Content starts
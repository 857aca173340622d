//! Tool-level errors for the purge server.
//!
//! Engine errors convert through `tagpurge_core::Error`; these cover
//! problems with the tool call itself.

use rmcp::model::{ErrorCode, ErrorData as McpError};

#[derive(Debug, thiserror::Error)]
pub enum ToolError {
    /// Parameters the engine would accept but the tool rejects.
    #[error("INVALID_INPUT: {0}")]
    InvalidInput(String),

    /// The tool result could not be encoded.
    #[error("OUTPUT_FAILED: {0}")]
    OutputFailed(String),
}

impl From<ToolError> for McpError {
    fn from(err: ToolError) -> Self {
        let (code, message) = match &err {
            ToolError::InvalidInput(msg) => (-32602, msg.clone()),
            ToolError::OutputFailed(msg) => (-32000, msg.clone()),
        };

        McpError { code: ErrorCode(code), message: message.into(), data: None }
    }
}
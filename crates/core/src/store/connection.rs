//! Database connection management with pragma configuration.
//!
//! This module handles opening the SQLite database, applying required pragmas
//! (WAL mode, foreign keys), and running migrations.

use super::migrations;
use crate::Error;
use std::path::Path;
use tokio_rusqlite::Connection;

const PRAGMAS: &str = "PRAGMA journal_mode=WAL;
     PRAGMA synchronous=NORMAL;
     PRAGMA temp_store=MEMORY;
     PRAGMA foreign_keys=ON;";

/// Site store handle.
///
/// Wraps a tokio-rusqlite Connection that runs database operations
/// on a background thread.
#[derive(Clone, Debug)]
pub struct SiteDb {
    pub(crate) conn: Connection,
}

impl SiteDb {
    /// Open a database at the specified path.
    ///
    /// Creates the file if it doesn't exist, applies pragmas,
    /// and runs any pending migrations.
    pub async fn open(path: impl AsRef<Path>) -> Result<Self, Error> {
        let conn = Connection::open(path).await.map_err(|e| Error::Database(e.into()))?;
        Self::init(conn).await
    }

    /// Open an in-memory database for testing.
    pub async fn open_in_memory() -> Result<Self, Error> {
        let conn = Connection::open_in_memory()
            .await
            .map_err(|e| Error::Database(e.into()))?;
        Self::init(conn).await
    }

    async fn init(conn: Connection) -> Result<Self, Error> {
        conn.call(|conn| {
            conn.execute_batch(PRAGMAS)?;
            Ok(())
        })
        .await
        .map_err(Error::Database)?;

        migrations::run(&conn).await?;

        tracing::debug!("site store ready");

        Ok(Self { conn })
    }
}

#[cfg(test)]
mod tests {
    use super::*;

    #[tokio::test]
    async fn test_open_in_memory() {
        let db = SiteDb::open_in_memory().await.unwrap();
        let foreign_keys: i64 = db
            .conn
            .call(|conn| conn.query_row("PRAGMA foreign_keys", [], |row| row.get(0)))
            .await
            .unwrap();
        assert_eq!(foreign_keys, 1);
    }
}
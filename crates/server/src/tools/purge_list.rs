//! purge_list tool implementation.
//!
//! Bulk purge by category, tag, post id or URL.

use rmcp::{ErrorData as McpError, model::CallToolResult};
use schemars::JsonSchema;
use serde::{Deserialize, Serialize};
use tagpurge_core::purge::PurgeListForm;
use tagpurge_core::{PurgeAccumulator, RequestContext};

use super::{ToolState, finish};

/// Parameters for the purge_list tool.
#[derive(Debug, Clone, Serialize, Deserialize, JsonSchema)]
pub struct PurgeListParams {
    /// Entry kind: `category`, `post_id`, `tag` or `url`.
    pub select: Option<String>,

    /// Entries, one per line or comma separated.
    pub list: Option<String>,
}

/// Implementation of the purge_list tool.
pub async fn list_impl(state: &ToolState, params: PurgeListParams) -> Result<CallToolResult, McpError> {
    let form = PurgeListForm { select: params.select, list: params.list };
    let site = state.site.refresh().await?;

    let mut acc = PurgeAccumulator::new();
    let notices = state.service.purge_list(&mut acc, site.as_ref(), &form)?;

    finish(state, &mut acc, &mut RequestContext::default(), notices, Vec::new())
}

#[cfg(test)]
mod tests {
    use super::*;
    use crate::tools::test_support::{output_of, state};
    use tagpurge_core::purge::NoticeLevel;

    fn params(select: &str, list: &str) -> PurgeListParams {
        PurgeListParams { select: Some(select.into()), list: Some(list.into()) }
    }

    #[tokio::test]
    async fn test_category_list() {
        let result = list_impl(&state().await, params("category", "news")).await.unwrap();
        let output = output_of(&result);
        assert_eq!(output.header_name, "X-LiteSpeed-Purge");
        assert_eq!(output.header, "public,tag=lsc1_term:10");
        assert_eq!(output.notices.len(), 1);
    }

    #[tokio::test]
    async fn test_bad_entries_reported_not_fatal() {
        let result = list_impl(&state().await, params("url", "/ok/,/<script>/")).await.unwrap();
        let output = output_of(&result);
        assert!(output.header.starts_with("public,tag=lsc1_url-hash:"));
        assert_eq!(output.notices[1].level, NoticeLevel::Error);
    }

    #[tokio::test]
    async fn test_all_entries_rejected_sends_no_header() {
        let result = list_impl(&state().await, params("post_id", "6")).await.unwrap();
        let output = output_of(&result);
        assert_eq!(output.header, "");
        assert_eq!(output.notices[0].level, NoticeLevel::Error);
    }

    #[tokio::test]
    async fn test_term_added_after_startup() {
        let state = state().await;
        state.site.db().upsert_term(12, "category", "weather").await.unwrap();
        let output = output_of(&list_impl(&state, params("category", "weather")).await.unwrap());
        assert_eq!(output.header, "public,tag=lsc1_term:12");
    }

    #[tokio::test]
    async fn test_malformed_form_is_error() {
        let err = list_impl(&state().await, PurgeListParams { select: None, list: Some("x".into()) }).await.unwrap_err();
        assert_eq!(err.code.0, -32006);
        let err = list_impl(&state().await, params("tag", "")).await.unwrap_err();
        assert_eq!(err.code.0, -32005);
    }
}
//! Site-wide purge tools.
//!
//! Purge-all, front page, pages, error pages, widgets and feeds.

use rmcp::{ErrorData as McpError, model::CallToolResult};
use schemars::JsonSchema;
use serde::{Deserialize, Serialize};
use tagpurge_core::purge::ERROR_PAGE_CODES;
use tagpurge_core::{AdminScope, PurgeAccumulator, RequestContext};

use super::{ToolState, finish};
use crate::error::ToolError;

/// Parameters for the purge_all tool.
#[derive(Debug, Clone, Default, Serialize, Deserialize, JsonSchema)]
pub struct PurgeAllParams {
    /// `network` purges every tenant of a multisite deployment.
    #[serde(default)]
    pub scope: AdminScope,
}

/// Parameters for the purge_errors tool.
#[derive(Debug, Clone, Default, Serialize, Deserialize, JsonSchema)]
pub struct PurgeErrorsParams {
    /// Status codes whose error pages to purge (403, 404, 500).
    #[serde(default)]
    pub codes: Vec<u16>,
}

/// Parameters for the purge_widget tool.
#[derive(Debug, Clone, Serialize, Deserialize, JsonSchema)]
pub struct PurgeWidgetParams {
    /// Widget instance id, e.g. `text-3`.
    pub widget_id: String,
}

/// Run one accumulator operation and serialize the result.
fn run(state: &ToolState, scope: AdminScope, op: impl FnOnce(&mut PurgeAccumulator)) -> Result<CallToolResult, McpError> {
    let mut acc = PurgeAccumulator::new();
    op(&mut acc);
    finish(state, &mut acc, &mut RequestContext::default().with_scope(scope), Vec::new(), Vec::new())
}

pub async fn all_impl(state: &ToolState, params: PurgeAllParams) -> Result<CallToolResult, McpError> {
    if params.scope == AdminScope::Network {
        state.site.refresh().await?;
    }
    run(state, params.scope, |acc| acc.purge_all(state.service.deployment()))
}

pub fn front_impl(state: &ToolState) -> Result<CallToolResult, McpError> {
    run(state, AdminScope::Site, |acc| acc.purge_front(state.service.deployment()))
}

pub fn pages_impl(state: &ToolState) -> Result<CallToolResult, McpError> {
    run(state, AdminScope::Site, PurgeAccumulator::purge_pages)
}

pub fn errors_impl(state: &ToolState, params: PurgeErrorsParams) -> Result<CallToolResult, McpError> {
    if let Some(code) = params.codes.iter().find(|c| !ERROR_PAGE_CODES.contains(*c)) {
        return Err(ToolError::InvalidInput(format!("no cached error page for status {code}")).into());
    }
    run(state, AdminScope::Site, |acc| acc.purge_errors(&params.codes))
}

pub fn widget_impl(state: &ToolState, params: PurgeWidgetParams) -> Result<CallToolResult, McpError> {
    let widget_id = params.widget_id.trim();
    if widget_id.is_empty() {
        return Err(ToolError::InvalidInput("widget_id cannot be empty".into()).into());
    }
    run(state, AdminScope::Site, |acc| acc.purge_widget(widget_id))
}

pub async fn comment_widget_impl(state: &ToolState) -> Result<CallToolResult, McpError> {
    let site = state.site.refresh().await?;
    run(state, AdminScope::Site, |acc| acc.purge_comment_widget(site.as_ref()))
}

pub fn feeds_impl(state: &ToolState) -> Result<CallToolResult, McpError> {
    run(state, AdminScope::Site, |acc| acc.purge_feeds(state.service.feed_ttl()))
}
Content ends
* [Exercise aim]:
Only an exact copy of the listing above, from its first line up to and including the line with "fn from(err: ToolError)", counts as the answer.

* [Result for this exercise]:
repository 857aca173340622d
//! Tool-level errors for the purge server.
//!
//! Engine errors convert through `tagpurge_core::Error`; these cover
//! problems with the tool call itself.

use rmcp::model::{ErrorCode, ErrorData as McpError};

#[derive(Debug, thiserror::Error)]
pub enum ToolError {
    /// Parameters the engine would accept but the tool rejects.
    #[error("INVALID_INPUT: {0}")]
    InvalidInput(String),

    /// The tool result could not be encoded.
    #[error("OUTPUT_FAILED: {0}")]
    OutputFailed(String),
}

impl From<ToolError> for McpError {
    fn from(err: ToolError) -> Self {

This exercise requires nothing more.